May 15, 2011 by Sara Kreidler
A few weeks ago, we were invited to a potluck picnic at a friend’s house where I ate the most amazing potato salad. And by “most amazing,” I mean so good that I ate 3 servings and have since had several dreams about said potato salad. The craving got so bad this weekend that I endeavored to make it myself, even though I didn’t have a recipe. So I winged it, and I think I came pretty damn close to the potato salad of my dreams.
All of the measurements are approximate — I just eyeballed it, really. It’s a salad, so you can just taste-test as you go and add more of any ingredient as needed.

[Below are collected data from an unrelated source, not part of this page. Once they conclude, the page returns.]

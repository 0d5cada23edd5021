//! # Unit Types
//!
//! Type-safe wrappers for measurement units. Rooms are measured and priced
//! in US customary units (feet, square feet); metric wrappers exist so the
//! display layer can show the same values in meters when the user asks for it.
//!
//! ## Example
//!
//! ```rust
//! use survey_core::units::{Feet, Meters, SqFt, SqMeters};
//!
//! let width = Feet(10.0);
//! let meters: Meters = width.into();
//! assert!((meters.0 - 3.048).abs() < 1e-9);
//!
//! let area = SqFt(100.0);
//! let sqm: SqMeters = area.into();
//! assert!((sqm.0 - 9.290304).abs() < 1e-9);
//! ```

use serde::{Deserialize, Serialize};
use std::ops::{Add, Div, Mul, Sub};

/// Meters per foot (exact by definition)
pub const METERS_PER_FOOT: f64 = 0.3048;

/// Square meters per square foot
pub const SQ_METERS_PER_SQ_FOOT: f64 = METERS_PER_FOOT * METERS_PER_FOOT;

// ============================================================================
// Length Units
// ============================================================================

/// Length in feet
#[derive(Debug, Clone, Copy, PartialEq, PartialOrd, Default, Serialize, Deserialize)]
#[serde(transparent)]
pub struct Feet(pub f64);

/// Length in meters
#[derive(Debug, Clone, Copy, PartialEq, PartialOrd, Default, Serialize, Deserialize)]
#[serde(transparent)]
pub struct Meters(pub f64);

impl From<Feet> for Meters {
    fn from(ft: Feet) -> Self {
        Meters(ft.0 * METERS_PER_FOOT)
    }
}

impl From<Meters> for Feet {
    fn from(m: Meters) -> Self {
        Feet(m.0 / METERS_PER_FOOT)
    }
}

impl Mul for Feet {
    type Output = SqFt;
    fn mul(self, rhs: Self) -> SqFt {
        SqFt(self.0 * rhs.0)
    }
}

// ============================================================================
// Area Units
// ============================================================================

/// Area in square feet
#[derive(Debug, Clone, Copy, PartialEq, PartialOrd, Default, Serialize, Deserialize)]
#[serde(transparent)]
pub struct SqFt(pub f64);

/// Area in square meters
#[derive(Debug, Clone, Copy, PartialEq, PartialOrd, Default, Serialize, Deserialize)]
#[serde(transparent)]
pub struct SqMeters(pub f64);

impl From<SqFt> for SqMeters {
    fn from(sqft: SqFt) -> Self {
        SqMeters(sqft.0 * SQ_METERS_PER_SQ_FOOT)
    }
}

impl From<SqMeters> for SqFt {
    fn from(sqm: SqMeters) -> Self {
        SqFt(sqm.0 / SQ_METERS_PER_SQ_FOOT)
    }
}

// ============================================================================
// Arithmetic Implementations (macro to reduce boilerplate)
// ============================================================================

macro_rules! impl_arithmetic {
    ($type:ty) => {
        impl Add for $type {
            type Output = Self;
            fn add(self, rhs: Self) -> Self::Output {
                Self(self.0 + rhs.0)
            }
        }

        impl Sub for $type {
            type Output = Self;
            fn sub(self, rhs: Self) -> Self::Output {
                Self(self.0 - rhs.0)
            }
        }

        impl Mul<f64> for $type {
            type Output = Self;
            fn mul(self, rhs: f64) -> Self::Output {
                Self(self.0 * rhs)
            }
        }

        impl Div<f64> for $type {
            type Output = Self;
            fn div(self, rhs: f64) -> Self::Output {
                Self(self.0 / rhs)
            }
        }

        impl $type {
            /// Get the raw f64 value
            pub fn value(self) -> f64 {
                self.0
            }

            /// Create from raw f64 value
            pub fn new(value: f64) -> Self {
                Self(value)
            }
        }
    };
}

impl_arithmetic!(Feet);
impl_arithmetic!(Meters);
impl_arithmetic!(SqFt);
impl_arithmetic!(SqMeters);

#[cfg(test)]
mod tests {
    use super::*;

    #[test]
    fn test_feet_to_meters_and_back() {
        let ft = Feet(10.0);
        let m: Meters = ft.into();
        assert!((m.0 - 3.048).abs() < 1e-12);

        let back: Feet = m.into();
        assert!((back.0 - 10.0).abs() < 1e-12);
    }

    #[test]
    fn test_feet_product_is_area() {
        let area = Feet(10.0) * Feet(12.0);
        assert_eq!(area, SqFt(120.0));
    }

    #[test]
    fn test_arithmetic() {
        let a = SqFt(20.0);
        let b = SqFt(3.0);
        assert_eq!((a + b).0, 23.0);
        assert_eq!((a - b).0, 17.0);
        assert_eq!((a * 2.0).0, 40.0);
        assert_eq!((a / 2.0).0, 10.0);
    }

    #[test]
    fn test_serialization() {
        let ft = Feet(12.5);
        let json = serde_json::to_string(&ft).unwrap();
        assert_eq!(json, "12.5");

        let roundtrip: Feet = serde_json::from_str(&json).unwrap();
        assert_eq!(ft, roundtrip);
    }
}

- 2 1/2 pounds new potatoes, scrubbed and quartered (but not peeled)
- 1 cup kalamata olives, coarsely chopped
- ½ cup olive oil based mayo
- 2 tablespoons regular mayo
- Juice of half of 1 lemon
- 2 tablespoons fresh parsley, minced
- 2 tablespoons fresh dill, minced
- 2 teaspoons garlic powder
- Salt and pepper
- Boil potatoes in salted water until fork tender; drain and cool completely.
- Combine remaining ingredients with potatoes and mix thoroughly. Taste and add more of any ingredient as needed.
- Chill for at least 1 hour and serve.